Goal of the exercise
List all lines of the data that include the string "StructuredLogger".

Records for the task
++++++++++++++++++++
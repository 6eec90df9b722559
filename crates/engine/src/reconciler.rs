use std::sync::atomic::{AtomicU64, Ordering};
use std::sync::Arc;
use std::time::{Duration, Instant};

use tokio::sync::broadcast;
use tokio::time::MissedTickBehavior;
use tracing::{debug, error, info};

use sentinel_infrastructure::{MetricsCollector, StructuredLogger};

use crate::chaos_manager::{ChaosLifecycleManager, ChaosPassReport};
use crate::metric_synthesizer::{MetricSynthesizer, SynthesisReport};

/// 一个调度周期的结果
#[derive(Debug, Clone, Default, PartialEq, Eq)]
pub struct TickReport {
    pub tick: u64,
    pub synthesis: SynthesisReport,
    pub chaos: ChaosPassReport,
}

/// 周期调度器
///
/// 每个周期先生成指标，再处理混沌实验，两步串行执行。
/// 周期体在独立任务中运行，panic 只会让本周期失败，下一个周期照常执行。
pub struct ReconciliationScheduler {
    synthesizer: Arc<MetricSynthesizer>,
    chaos_manager: Arc<ChaosLifecycleManager>,
    tick_interval: Duration,
    metrics: MetricsCollector,
    ticks: AtomicU64,
}

impl ReconciliationScheduler {
    pub fn new(
        synthesizer: Arc<MetricSynthesizer>,
        chaos_manager: Arc<ChaosLifecycleManager>,
        tick_interval: Duration,
        metrics: MetricsCollector,
    ) -> Self {
        Self {
            synthesizer,
            chaos_manager,
            tick_interval,
            metrics,
            ticks: AtomicU64::new(0),
        }
    }

    pub fn tick_interval(&self) -> Duration {
        self.tick_interval
    }

    /// 已执行的周期数
    pub fn ticks(&self) -> u64 {
        self.ticks.load(Ordering::Relaxed)
    }

    /// 执行一个周期，周期体 panic 时返回 `None`
    pub async fn run_tick(&self) -> Option<TickReport> {
        let tick = self.ticks.fetch_add(1, Ordering::Relaxed) + 1;
        let started = Instant::now();

        let synthesizer = self.synthesizer.clone();
        let chaos_manager = self.chaos_manager.clone();
        let handle = tokio::spawn(async move {
            let synthesis = synthesizer.synthesize().await;
            let chaos = chaos_manager.run_pass().await;
            (synthesis, chaos)
        });

        match handle.await {
            Ok((synthesis, chaos)) => {
                let elapsed = started.elapsed();
                self.metrics.record_tick(elapsed.as_secs_f64());
                StructuredLogger::log_tick_completed(
                    tick,
                    synthesis.samples_written,
                    chaos.completed,
                    chaos.pods_healed,
                    elapsed.as_millis() as u64,
                );
                Some(TickReport {
                    tick,
                    synthesis,
                    chaos,
                })
            }
            Err(e) => {
                error!("调度周期 {} 执行失败: {}", tick, e);
                StructuredLogger::log_tick_failed(tick, &e.to_string());
                self.metrics.record_tick_failure();
                None
            }
        }
    }

    /// 运行调度循环直到收到关闭信号
    pub async fn run(&self, mut shutdown_rx: broadcast::Receiver<()>) {
        info!("模拟调度器启动，周期 {:?}", self.tick_interval);

        let mut interval = tokio::time::interval(self.tick_interval);
        interval.set_missed_tick_behavior(MissedTickBehavior::Delay);
        // 第一次 tick 立即完成，跳过以保证启动后一个周期才开始
        interval.tick().await;

        loop {
            tokio::select! {
                _ = interval.tick() => {
                    if let Some(report) = self.run_tick().await {
                        debug!(
                            "周期 {} 完成: 样本 {}，完成实验 {}",
                            report.tick,
                            report.synthesis.samples_written,
                            report.chaos.completed
                        );
                    }
                }
                _ = shutdown_rx.recv() => {
                    info!("模拟调度器收到关闭信号");
                    break;
                }
            }
        }
    }
}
++++++++++++++++++++
Problem solution
use sentinel_infrastructure::{MetricsCollector, StructuredLogger};
                StructuredLogger::log_tick_completed(
                StructuredLogger::log_tick_failed(tick, &e.to_string());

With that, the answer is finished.